Spicy Sockeye Salmon Poke Bowl, recipe provided below (adapted from Jessica Gavin)
- Sockeye Salmon Poke
- 1 pound sockeye salmon cut into ¾ inch cubes
- 1/4 cup soy sauce low sodium, or tamari
- 1 teaspoon rice wine vinegar or apple cider vinegar
- 1 teaspoon sriracha or chili paste
- 1 teaspoon Sesame oil
- Pickled Cucumbers
- 2 6-inch persian cucumbers thinly sliced
- 1/2 cup rice wine vinegar , Kikkoman
- 1/2 cup water
- 1/3 cup honey
- 1 teaspoon salt
- 1/2 teaspoon red chili flakes dried
- Sriracha Sauce
- 2 tablespoons sriracha
- 2 tablespoons plain greek yogurt or light mayonnaise
- Sockeye Salmon Poke- In a medium sized bowl combine diced salmon, soy sauce, vinegar, sriracha and sesame oil. Cover and refrigerate.

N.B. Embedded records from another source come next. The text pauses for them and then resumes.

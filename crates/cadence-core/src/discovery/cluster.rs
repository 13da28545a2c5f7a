//! Cluster splitter
//!
//! A single payee can carry several independent schedules (three chit
//! payments on different days of the month with different amounts, say).
//! Folding them into one series inflates amount variance and sinks
//! confidence, so the splitter partitions a group along two axes before the
//! discovery engine sees it: amount bands first, then day-of-month windows.

use rust_decimal::Decimal;

use super::DiscoveryConfig;
use crate::models::Transaction;

/// One candidate series; transactions are sorted by date
#[derive(Debug, Clone)]
pub struct Cluster {
    pub transactions: Vec<Transaction>,
}

/// Hybrid amount tolerance: whichever is larger of the absolute floor and
/// the relative share of the centroid
pub(crate) fn amount_tolerance(centroid: Decimal, config: &DiscoveryConfig) -> Decimal {
    let relative = centroid.abs() * config.amount_tolerance_percent;
    relative.max(config.amount_tolerance_absolute)
}

/// Day-of-month mapped onto a 30-day circle; the 31st folds onto 30
pub(crate) fn circle_day(day: u32) -> u32 {
    day.min(30)
}

/// Wrap-aware span of a set of days on the 30-day circle
///
/// The span is the shortest arc covering every day, so 30 -> 1 -> 2 has a
/// span of 2, not 29.
pub(crate) fn circular_day_span(days: &[u32]) -> u32 {
    let mut unique: Vec<u32> = days.iter().map(|d| circle_day(*d)).collect();
    unique.sort_unstable();
    unique.dedup();

    if unique.len() <= 1 {
        return 0;
    }

    let mut max_gap = 30 - unique.last().unwrap() + unique.first().unwrap();
    for pair in unique.windows(2) {
        max_gap = max_gap.max(pair[1] - pair[0]);
    }
    30 - max_gap
}

/// Partition a group's transactions into candidate clusters
///
/// Returns the surviving clusters plus the count of transactions discarded
/// in sub-minimum fragments.
pub fn split_group(
    transactions: &[Transaction],
    config: &DiscoveryConfig,
) -> (Vec<Cluster>, usize) {
    if transactions.is_empty() {
        return (Vec::new(), 0);
    }

    // Axis 1: greedy 1D agglomerative clustering on sorted amounts. A
    // transaction joins the running cluster while its distance to the
    // cluster centroid stays within tolerance; the sorted sweep means an
    // equidistant transaction lands in the lower-amount cluster.
    let mut by_amount: Vec<&Transaction> = transactions.iter().collect();
    by_amount.sort_by(|a, b| a.amount.cmp(&b.amount).then(a.date().cmp(&b.date())));

    let mut amount_bands: Vec<Vec<&Transaction>> = Vec::new();
    let mut current = vec![by_amount[0]];
    let mut sum = by_amount[0].amount;

    for &tx in &by_amount[1..] {
        let centroid = sum / Decimal::from(current.len());
        if (tx.amount - centroid).abs() <= amount_tolerance(centroid, config) {
            current.push(tx);
            sum += tx.amount;
        } else {
            amount_bands.push(std::mem::replace(&mut current, vec![tx]));
            sum = tx.amount;
        }
    }
    amount_bands.push(current);

    // Axis 2: within each band, accept a tight day-of-month window as one
    // series; otherwise split into fixed day bands.
    let mut clusters = Vec::new();
    let mut dropped = 0;

    for band in amount_bands {
        let days: Vec<u32> = band.iter().map(|t| day_of_month(t)).collect();

        let split: Vec<Vec<&Transaction>> = if circular_day_span(&days) <= config.day_window_span {
            vec![band]
        } else {
            let mut early = Vec::new();
            let mut mid = Vec::new();
            let mut late = Vec::new();
            for tx in band {
                match day_of_month(tx) {
                    1..=10 => early.push(tx),
                    11..=20 => mid.push(tx),
                    _ => late.push(tx),
                }
            }
            vec![early, mid, late]
        };

        for part in split {
            if part.len() < config.min_transactions {
                dropped += part.len();
                continue;
            }
            let mut txns: Vec<Transaction> = part.into_iter().cloned().collect();
            txns.sort_by_key(|t| t.occurred_at);
            clusters.push(Cluster { transactions: txns });
        }
    }

    (clusters, dropped)
}

fn day_of_month(tx: &Transaction) -> u32 {
    use chrono::Datelike;
    tx.date().day()
}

- Pickled Cucumbers- Combine vinegar, water, honey, salt and chili flakes in a medium saucepan and bring to a boil over high heat. Once boiling turn off heat, add cucumber slices and stir. Let rest 10 minutes, then transfer cucumber to a container, cover and refrigerate until ready to use.
- Sriracha Sauce- In a small bowl whisk together 2 tablespoons sriracha and 2 tablespoons yogurt or mayonnaise.
- Build Poke Bowl- Add any additional desired ingredients to the bowl (like rice or salad) for the base. Top with ½ cup salmon poke, pickled cucumbers, and other toppings. Drizzle poke with sriracha sauce. Enjoy!
Chicken Pad Thai Noodles, a portion of the recipe is provided below. For the full recipe visit Life Made Sweeter.
- 2/3 cup tamarind concentrate (HIGHLY recommended but if you can't find it, sub with 1/4-1/3 cup fresh lime juice)
- 2 teaspoons - 1 tablespoon Thai red chili sauce (Sambal Oelek) or Sriracha to taste)(I like mine spicy so I usually add about 3/4 tablespoons)
- 5 tablespoons fish sauce (highly recommended)**
- 3 tablespoons oyster sauce (recommended - use gluten free if necessary) or low sodium soy sauce (use gluten free tamari or coconut aminos for paleo friendly version)
- 3 tablespoons coconut sugar (or brown sugar)
- Pad Thai
- 6 ounces dry rice noodles
- 1 tablespoon cooking oil (avocado oil for a healthier version)
- 1 chicken breast, sliced thinly
- 2 garlic cloves, minced
- 1 teaspoon freshly grated ginger
- 1 shallot, diced
- 1/3 cup grated carrots
- 1 red or green bell pepper, thinly sliced (I used a combo of both for color, but you totally don't have to)
- 1 large egg, lightly beaten
- 1 lime wedge
- Salt, black pepper and more fish sauce to taste
- 1 1/2 tablespoons tomato paste (optional if you want it to taste like the North American style as the authentic Thai version does not use this)
- Garnish & toppings: Chopped fresh cilantro, bean sprouts, chopped roasted peanuts, green onions and additional lime wedges
Ahi Tuna Poke and Mango Salad, recipe provided below (adapted from Foodie Crush)
- 2 tablespoons vegetable oil
- 1 tablespoon ponzu sauce
- ½ teaspoon prepared wasabi
- 4 ounces sushi grade tuna, diced in large chunks
- ½ mango, diced in large chunks
- ½ cup store-bought seaweed salad
- ½ teaspoon black sesame seeds
- 2-3 cups loosely packed spring lettuce mix
- ½ avocado, sliced
- ¼ teaspoon pink Hawaiian sea salt
- In a small bowl, whisk the vegetable oil, ponzu sauce and wasabi until well blended.
- Add the tuna, mango and seaweed salad to a bowl and drizzle with 1 tablespoon or so of the dressing. Sprinkle with the sesame seeds and stir to coat.
- In a different bowl, add the lettuce and avocado and top with the tuna mixture. Drizzle with more dressing as desired and sprinkle with Hawaiian sea salt and more sesame seeds. Serve immediately.